Lo que compruebas es que dudosamente se consiga torear en ese barrizal en que se ha convertido el ruedo. El rumor de la lluvia cayendo sobre el mundo te llena el alma de nostalgia y te preguntas que haces aquí junto a unos cuantos que no renuncian a venir a la plaza, así llueva, truene y relampaguee. Son los cabales y al igual que tú, portan en su estandarte las palabras escritas por Ramón Gómez de la Serna en su novela El torero Caracho: “ … las ideas se mezclan, los toros se parecen unos a otros, las banderillas arden al por mayor. Pero hay que saber aceptar ese aburrimiento comprendiendo que la vida es más sórdida y aburrida afuera…”. Qué haces aquí, es la interrogación al igual que te cuestionas otras muchas cosas. Por qué hiciste algo, o dejaste de hacerlo -lo que al final viene a ser lo mismo- así señalaste los derroteros de tu destino. Entonces, aparece en la memoria la presencia de quien no pudiste olvidar y esbozas una sonrisa melancólica. En esa barrera, solitario te sientes muy lejos del mundo. El agua empapa las imágenes y reconoces que la lluvia ya no te gusta y antes la disfrutabas cuando la veías escurrir vertical y lentamente, tras los cristales del comedor de tu niñez gozada en la casa materna, hoy perdida en la neblina del tiempo y en las lejanías de un pueblo serrano. Se acerca la hora de los clarines. Por un momento te pones en el lugar de los toreros que van a actuar en pocos instantes y piensas que la casaquilla ya pesada de por sí, ahora, mojada se hará casi intolerable. Imaginas que el frío, compañero fiel del miedo que deja los huesos helados, se  acentuará poniéndoles a castañear los dientes. Los tres alternantes a pesar del opaco desencanto hacen el paseo con ilusión, aunque tú con tus años a cuestas de ver toros, predices que la ilusión no basta. Ni los novillos ni los coletas se sentirán a gusto en ese piso jabonoso.

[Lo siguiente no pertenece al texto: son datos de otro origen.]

impl<R: Registry> Coordinator<R> {
    /// Set up the transport, the intermediate store and, for the in-memory
    /// transport, the emulated workers.
    pub async fn from_config(config: &Config, job: Job<R>) -> Result<Self> {
        let serializer = job.serializer();
        let (link, emulator) = match config.transport {
            Transport::Tcp => {
                let (link, _) = tcp::bind(&config.addresses(), config.task_capacity).await?;
                (link, None)
            }
            Transport::InMemory => {
                let (bus, link) = InMemoryBus::channel(config.task_capacity);
                let num_workers = config.num_workers.unwrap_or(DEFAULT_EMULATED_WORKERS);
                (link, Some(spawn_emulator::<R>(&bus, serializer, num_workers)))
            }
        };

        let mut coordinator = Self::new(link, job).with_store(store::from_config(config).await?);
        coordinator.timeout = config.timeout();
        coordinator.emulator = emulator;
        Ok(coordinator)
    }

    pub fn new(link: CoordinatorLink, job: Job<R>) -> Self {
        Self {
            link,
            job: JobStateMachine::new(job),
            ledger: TaskLedger::default(),
            registry: WorkerRegistry::new(),
            timeout: None,
            emulator: None,
        }
    }

    pub fn with_store(mut self, store: Box<dyn IntermediateStore>) -> Self {
        self.ledger = TaskLedger::new(store);
        self
    }

    /// Give up on the job once `timeout` has elapsed.
    pub fn with_timeout(mut self, timeout: Duration) -> Self {
        self.timeout = Some(timeout);
        self
    }

    /// Run the job.
    ///
    /// Workers are stopped and the transport is closed on every exit path,
    /// errors included.
    pub async fn run(mut self) -> Result<JobOutcome> {
        let deadline = self.timeout.map(|timeout| Instant::now() + timeout);
        let started = Instant::now();

        let outcome = match self.event_loop(deadline).await {
            Ok(true) => {
                let results = self.job.take_results(&mut self.ledger);
                info!(
                    keys = results.len(),
                    elapsed = ?started.elapsed(),
                    "job completed"
                );
                Ok(JobOutcome::Completed(results))
            }
            Ok(false) => {
                warn!(phase = %self.job.phase(), "job timed out");
                Ok(JobOutcome::TimedOut)
            }
            Err(err) => Err(err),
        };

        self.shutdown().await;
        outcome
    }

    /// Returns `false` if the deadline passed first.
    async fn event_loop(&mut self, deadline: Option<Instant>) -> Result<bool> {
        // Empty input completes without any worker.
        self.job.advance(&mut self.ledger).await?;

        let expired = async move {
            match deadline {
                Some(deadline) => sleep_until(deadline).await,
                None => std::future::pending().await,
            }
        };
        tokio::pin!(expired);

        while !self.job.is_completed() {
            tokio::select! {
                biased;
                _ = &mut expired => return Ok(false),
                frames = self.link.control_in.recv() => {
                    let Some(frames) = frames else {
                        bail!("control channel closed");
                    };
                    self.on_control(frames)?;
                    while let Ok(frames) = self.link.control_in.try_recv() {
                        self.on_control(frames)?;
                    }
                }
                frames = self.link.results.recv() => {
                    let Some(frames) = frames else {
                        bail!("result channel closed");
                    };
                    self.on_result(frames).await?;
                    while let Ok(frames) = self.link.results.try_recv() {
                        self.on_result(frames).await?;
                    }
                    self.job.advance(&mut self.ledger).await?;
                }
                permit = self.link.tasks.clone().reserve_owned(), if !self.registry.is_empty() => {
                    let Ok(permit) = permit else {
                        bail!("task channel closed");
                    };
                    if let Some(task) = self.job.next_task(&mut self.ledger).await? {
                        trace!(
                            attempt = task.tag().attempt,
                            phase = %self.job.phase(),
                            "dispatching task"
                        );
                        permit.send(task.into_command().into_frames());
                    }
                }
            }
        }

        Ok(true)
    }

    fn on_control(&mut self, frames: Frames) -> Result<()> {
        match Command::from_frames(frames) {
            Ok(Command::Connect { worker }) => {
                if self.registry.register(worker.clone()) == Registration::Repeat {
                    debug!(%worker, "repeated registration");
                    return Ok(());
                }
                let bodies = self.job.function_bodies()?;
                self.publish(
                    &worker,
                    Command::Bytecode {
                        map: bodies.map,
                        reduce: bodies.reduce,
                    },
                );
                self.registry.mark_delivered(&worker);
            }
            Ok(other) => warn!(command = other.name(), "unexpected message on the control channel"),
            Err(err) => warn!("malformed control message: {err}"),
        }
        Ok(())
    }

    async fn on_result(&mut self, frames: Frames) -> Result<()> {
        let command = match Command::from_frames(frames) {
            Ok(command) => command,
            Err(err) => {
                warn!("malformed result: {err}");
                return Ok(());
            }
        };

        let name = command.name();
        let completion = match command {
            Command::MapDone { task, key, value } => {
                self.ledger.record_emission(task, KeyValue { key, value })
            }
            Command::MapKeyDone { task } => {
                let completion = self.ledger.complete_map(&task).await?;
                if completion == Completion::Accepted {
                    debug!(
                        attempt = task.attempt,
                        remaining = self.ledger.outstanding(Stage::Map),
                        "map task completed"
                    );
                }
                completion
            }
            Command::ReduceDone { task, result } => {
                let completion = self.ledger.complete_reduce(&task, result);
                if completion == Completion::Accepted {
                    debug!(
                        attempt = task.attempt,
                        remaining = self.ledger.outstanding(Stage::Reduce),
                        "reduce task completed"
                    );
                }
                completion
            }
            other => {
                warn!(command = other.name(), "unexpected message on the result channel");
                return Ok(());
            }
        };

        if completion == Completion::Rejected {
            trace!(command = name, "discarded result of a task that is not outstanding");
        }
        Ok(())
    }

    /// Send `command` to a single worker over the control channel.
    fn publish(&self, to: &WorkerId, command: Command) {
        let name = command.name();
        if self
            .link
            .control_out
            .send(Envelope::new(to.clone(), command).into_frames())
            .is_err()
        {
            debug!(worker = %to, command = name, "nobody is listening on the control channel");
        }
    }

    async fn shutdown(mut self) {
        // Late registrations still get a stop signal.
        while let Ok(frames) = self.link.control_in.try_recv() {
            if let Err(err) = self.on_control(frames) {
                warn!("failed to handle a late registration: {err:#}");
            }
        }

        let running: Vec<WorkerId> = self
            .registry
            .iter()
            .filter(|worker| !worker.stopped)
            .map(|worker| worker.id.clone())
            .collect();
        for id in &running {
            self.publish(id, Command::Done);
            self.registry.mark_stopped(id);
        }
        debug!(workers = running.len(), "stop signal sent");

        // A completed job has already released them.
        if !self.job.is_completed() {
            if let Err(err) = self.ledger.release_intermediate().await {
                warn!("failed to clear the intermediate store: {err:#}");
            }
        }

        let Self { link, emulator, .. } = self;
        link.close().await;

        if let Some(mut workers) = emulator {
            let joined = timeout(EMULATOR_GRACE, async {
                while let Some(joined) = workers.join_next().await {
                    match joined {
                        Ok(Ok(())) => {}
                        Ok(Err(err)) => warn!("emulated worker failed: {err:#}"),
                        Err(err) => warn!("emulated worker panicked: {err}"),
                    }
                }
            })
            .await;
            if joined.is_err() {
                warn!("emulated workers did not stop in time");
            }
        }
    }
}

Bebes un sorbo de brandy mientras el primero de la tarde patina en el suelo pesado. Sin embargo, Luis Manuel Pérez El Canelo resiste el temporal y planta cara, pero el de La Muralla se va quedando. El trasteo es amoratado como la misma tarde. Por su parte, Miguel Ángel Roldán hace acopio de voluntad, pero el peligro sordo del segundo lo desinfla pronto; ante las circunstancias, el diestro se desdibuja como se ha desdibujado el horizonte en tonos grises. Trajo la espada desafilada y el novillo regresa vivo a los corrales. A su vez, Santiago Fausto endereza la función; confiado y seguro a pesar de las circunstancias, quiebra la cintura acompañando los pases. Se perfila a matar y lo hace con una estocada desprendida. Se lleva en la espuerta una oreja barata. Luego, una luz mustia aparece sobre el coso. Junto a ella la polémica decisión de suspender la corrida.

Llevas otro sorbo de brandy a los labios y te quedas perplejo. Los novilleros quieren seguir toreando, pero alguien ha dicho que no. Hay todo un tinglado girando en torno a la Plaza México, la autoridad le hace el juego y la fiesta es cada día más mediocre. Mientras tanto, llueve, llueve y llueve. El agua temblando se ensucia en los charcos pero no lava las conciencias. La lluvia no terminará nunca. El cielo es humedad quieta y gotas claras van cayendo sobre tu alma.